Instead of my usual number counting at year-end, this year I thought I would think about the year through a broader lens. What did I learn about myself that surprised me? We start out with so many ideas about who we are and who we aren't. As we get older we have a chance to test those self-imposed boundaries. Sometimes we end up redefining ourselves, like learning as an adult that we actually like vegetables.

I am a believer in the idea that every situation can be mined for knowledge and understanding. That is a little different than the belief that things happen for reasons, more that I can find a logic or a lesson if I look hard enough. I once listed out the guys who had populated my life in my single days. Then I identified what I'd learned from each one. Some had introduced me to travel or art, elements that would become central in my life. Even bit players got me to explore running or cross-country skiing. One had introduced the idea of doing something creative and physical each day, an appealing idea for a goal-driven person like me. For at least one or two, my learning was "Phew... I won't do that again! " You take your lessons where you find them. It is in a similar vein that I consider what this year has taught me about myself.

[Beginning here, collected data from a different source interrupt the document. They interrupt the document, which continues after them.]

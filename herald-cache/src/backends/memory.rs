use std::{sync::Arc, time::Duration};

use async_trait::async_trait;
use dashmap::DashMap;
use tokio::time::Instant;

use crate::{CacheError, pattern, r#trait::CacheStore};

#[derive(Debug, Clone)]
struct Entry {
    value: String,
    /// `None` never expires
    expires_at: Option<Instant>,
}

impl Entry {
    fn is_live(&self, now: Instant) -> bool {
        self.expires_at.is_none_or(|at| at > now)
    }
}

/// In-process cache with per-entry expiry.
///
/// Expired entries are dropped lazily: reads ignore them and writes purge
/// them when the cache is at its entry limit. Time comes from
/// `tokio::time`, so paused-clock tests can advance past a TTL.
#[derive(Debug, Clone, Default)]
pub struct MemoryCache {
    entries: Arc<DashMap<String, Entry>>,
    max_entries: Option<usize>,
}

impl MemoryCache {
    #[must_use]
    pub fn new() -> Self {
        Self::default()
    }

    #[must_use]
    pub fn with_max_entries(max_entries: usize) -> Self {
        Self {
            entries: Arc::default(),
            max_entries: Some(max_entries),
        }
    }

    /// Live entries currently held.
    #[must_use]
    pub fn len(&self) -> usize {
        let now = Instant::now();
        self.entries.iter().filter(|e| e.is_live(now)).count()
    }

    #[must_use]
    pub fn is_empty(&self) -> bool {
        self.len() == 0
    }

    fn purge_expired(&self) {
        let now = Instant::now();
        self.entries.retain(|_, entry| entry.is_live(now));
    }

    fn live_value(&self, key: &str) -> Option<String> {
        let now = Instant::now();
        let entry = self.entries.get(key)?;

        if entry.is_live(now) {
            return Some(entry.value.clone());
        }

        drop(entry);
        self.entries.remove_if(key, |_, entry| !entry.is_live(now));
        None
    }
}

#[async_trait]
impl CacheStore for MemoryCache {
    async fn exists(&self, key: &str) -> crate::Result<bool> {
        Ok(self.live_value(key).is_some())
    }

    async fn get(&self, key: &str) -> crate::Result<Option<String>> {
        Ok(self.live_value(key))
    }

    async fn set(&self, key: &str, value: &str, ttl: Option<Duration>) -> crate::Result<()> {
        if let Some(limit) = self.max_entries
            && !self.entries.contains_key(key)
            && self.entries.len() >= limit
        {
            self.purge_expired();
            if self.entries.len() >= limit {
                return Err(CacheError::Unavailable(format!(
                    "Memory cache full: {limit} entries"
                )));
            }
        }

        let expires_at = ttl.map(|ttl| Instant::now() + ttl);
        self.entries.insert(
            key.to_string(),
            Entry {
                value: value.to_string(),
                expires_at,
            },
        );

        Ok(())
    }

    async fn delete(&self, keys: &[String]) -> crate::Result<usize> {
        let now = Instant::now();

        Ok(keys
            .iter()
            .filter_map(|key| self.entries.remove(key))
            .filter(|(_, entry)| entry.is_live(now))
            .count())
    }

    async fn list_keys(&self, pattern: &str) -> crate::Result<Vec<String>> {
        let now = Instant::now();

        let mut keys: Vec<String> = self
            .entries
            .iter()
            .filter(|entry| entry.is_live(now) && pattern::matches(pattern, entry.key()))
            .map(|entry| entry.key().clone())
            .collect();
        keys.sort();

        Ok(keys)
    }
}

#[cfg(test)]
#[allow(clippy::unwrap_used, clippy::expect_used)]
mod tests {
    use pretty_assertions::assert_eq;

    use super::*;

    #[tokio::test]
    async fn set_get_exists() {
        let cache = MemoryCache::new();
        assert!(!cache.exists("k").await.unwrap());

        cache.set("k", "v", None).await.unwrap();

        assert!(cache.exists("k").await.unwrap());
        assert_eq!(cache.get("k").await.unwrap().as_deref(), Some("v"));
        assert_eq!(cache.get("other").await.unwrap(), None);
    }

    #[tokio::test(start_paused = true)]
    async fn entries_expire_after_their_ttl() {
        let cache = MemoryCache::new();
        cache
            .set("short", "1", Some(Duration::from_secs(10)))
            .await
            .unwrap();
        cache.set("forever", "2", None).await.unwrap();

        tokio::time::advance(Duration::from_secs(9)).await;
        assert!(cache.exists("short").await.unwrap());

        tokio::time::advance(Duration::from_secs(2)).await;
        assert!(!cache.exists("short").await.unwrap());
        assert_eq!(cache.get("short").await.unwrap(), None);
        assert!(cache.exists("forever").await.unwrap());
        assert_eq!(cache.len(), 1);
    }

    #[tokio::test]
    async fn delete_counts_present_keys() {
        let cache = MemoryCache::new();
        cache.set("a", "1", None).await.unwrap();
        cache.set("b", "2", None).await.unwrap();

        let removed = cache
            .delete(&["a".to_string(), "missing".to_string()])
            .await
            .unwrap();

        assert_eq!(removed, 1);
        assert!(!cache.exists("a").await.unwrap());
        assert!(cache.exists("b").await.unwrap());
    }

    #[tokio::test]
    async fn list_keys_filters_by_pattern() {
        let cache = MemoryCache::new();
        for key in ["message:2", "message:1", "messages:sent", "scheduler:state"] {
            cache.set(key, "x", None).await.unwrap();
        }

        assert_eq!(
            cache.list_keys("message:*").await.unwrap(),
            vec!["message:1".to_string(), "message:2".to_string()]
        );
        assert_eq!(cache.list_keys("*").await.unwrap().len(), 4);
    }

    #[tokio::test(start_paused = true)]
    async fn full_cache_rejects_new_keys_until_something_expires() {
        let cache = MemoryCache::with_max_entries(1);
        cache
            .set("a", "1", Some(Duration::from_secs(1)))
            .await
            .unwrap();

        let err = cache.set("b", "2", None).await.unwrap_err();
        assert!(matches!(err, CacheError::Unavailable(_)));

        // Overwriting an existing key is always allowed.
        cache.set("a", "3", Some(Duration::from_secs(1))).await.unwrap();

        tokio::time::advance(Duration::from_secs(2)).await;
        cache.set("b", "2", None).await.unwrap();
        assert_eq!(cache.get("b").await.unwrap().as_deref(), Some("2"));
    }
}
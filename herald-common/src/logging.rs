use std::str::FromStr;

use tracing::metadata::LevelFilter;
use tracing_subscriber::{
    Layer, filter::FilterFn, prelude::__tracing_subscriber_SubscriberExt, util::SubscriberInitExt,
};

/// Environment variable consulted by [`init`] for the maximum log level.
pub const LOG_LEVEL_ENV: &str = "LOG_LEVEL";

/// Emit an event inside a named span. Accepts everything `tracing::event!`
/// does after the level, so structured fields work as usual:
///
/// ```ignore
/// log!(Level::INFO, "outgoing", message_id = %id, "delivered");
/// ```
#[macro_export]
macro_rules! log {
    ($level:expr, $span:expr, $($arg:tt)+) => {{
        let span = $crate::tracing::span!($level, $span);
        let _enter = span.enter();

        $crate::tracing::event!($level, $($arg)+)
    }};
}

/// Traffic leaving the process (webhook requests).
#[macro_export]
macro_rules! outgoing {
    (level = $level:ident, $($arg:tt)+) => {
        $crate::log!($crate::tracing::Level::$level, "outgoing", $($arg)+)
    };

    ($($arg:tt)+) => {
        $crate::outgoing!(level = TRACE, $($arg)+)
    };
}

/// Traffic arriving at the process (control API requests).
#[macro_export]
macro_rules! incoming {
    (level = $level:ident, $($arg:tt)+) => {
        $crate::log!($crate::tracing::Level::$level, "incoming", $($arg)+)
    };

    ($($arg:tt)+) => {
        $crate::incoming!(level = TRACE, $($arg)+)
    };
}

/// Scheduler, store and cache bookkeeping.
#[macro_export]
macro_rules! internal {
    (level = $level:ident, $($arg:tt)+) => {
        $crate::log!($crate::tracing::Level::$level, "internal", $($arg)+)
    };

    ($($arg:tt)+) => {
        $crate::internal!(level = TRACE, $($arg)+)
    };
}

const fn default_level() -> LevelFilter {
    if cfg!(debug_assertions) {
        LevelFilter::TRACE
    } else {
        LevelFilter::INFO
    }
}

/// Resolve the level filter from an optional `LOG_LEVEL` value, falling back
/// to the build default when it is missing or unparseable.
#[must_use]
pub fn resolve_level(raw: Option<&str>) -> LevelFilter {
    let default = default_level();

    raw.map_or(default, |level| {
        LevelFilter::from_str(level.trim()).unwrap_or_else(|_| {
            eprintln!("Invalid log level specified {level}, defaulting to {default}");
            default
        })
    })
}

/// Install the global subscriber. Only events from `herald*` targets are
/// emitted. Calling this more than once is harmless; later calls are ignored.
pub fn init() {
    let level = resolve_level(std::env::var(LOG_LEVEL_ENV).ok().as_deref());

    let _ = tracing_subscriber::Registry::default()
        .with(
            tracing_subscriber::fmt::layer()
                .with_file(false)
                .with_line_number(false)
                .compact()
                .with_ansi(true)
                .with_timer(tracing_subscriber::fmt::time::ChronoUtc::rfc_3339())
                .with_filter(level)
                .with_filter(FilterFn::new(|metadata| {
                    metadata.target().starts_with("herald")
                })),
        )
        .try_init();
}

I've learned that I like to talk, but not necessarily conversationally. I'm actually quite comfortable with living alone in my head much of the time, but I have found I like distilling ideas and sharing them through public speaking. Much to my surprise, I'm good at it. My scope has expanded. For a long time I had standard talks on themes in my artwork or genealogy, but I'm finding I like to create new material on different topics. I'm an idea person, I mull them around crunching on kernels, savoring the flavor of something new. Then I consider how to share it in an accessible way. I've begun to work with new material this year and have taken pleasure in it. I have a new-found appreciation for teachers who do this well and often. It is a lot of work. I have some talks next year that will allow me to find my voice in a fresh way.

Writing this blog helps me consider new ideas long before they turn into talks. It is a good vehicle for mulling, my first step as I consider ideas. Talking comes much later in the process. I don't like to open my mouth until I've fully considered what I want to say. I like things that many would consider tedious, taking a complex process or idea, and trying to distill it so it is understandable. Try writing about a genealogy search without putting people to sleep. Then try talking about it. It can be done, but it takes work, work with intention.

I have learned that time can be my friend as well as my enemy. I've been exploring a book on my interview series, as well as ways to fund it. I've been talking to publishers and other writers and learning as I go. All of this creates delays. There is an impatient part of me that says get this show on the road or bag it. I'm not good at living in the in between. Then I consider what I've learned by not pulling the trigger. It has not been wasted time. I know if I don't do something that is my best effort, it will eat at me. That is a learning I know well. So once again I remind myself to respect the process. Not everything must be done today. Time can be my friend as it allows understanding to deepen and ideas to unfold.

This post would not be complete without a comment on our larger political environment. I've learned that I care more about the future of our country than I would have imagined, as I watch values I cherish come under threat. I am reading the book Hamilton by Chernow. It is about the very thoughtful creation of our country as expressed by Hamilton and others of that time. As I read, I find myself encountering a response that is quite unexpected, sadness, sadness that we risk trampling on so many of the values that underlie this country. As we go into a new year I hope to find ways to support the world that I believe in, to not allow charlatans and those driven by self-aggrandizement and power to sully it. I didn't have to think about this before, now I do.

When to wait, when to move forward, when to practice so I'm ready when the time is right. When to consider my role and responsibility in the larger world. When to find the lesson to carry forward. Much of what we learn is that we need to unlearn. An impatient person must learn to wait. A hesitant person, must step forward. Being a bit of both, I suppose I must learn when to do which. And we all must learn how to make a difference in this world we inhabit.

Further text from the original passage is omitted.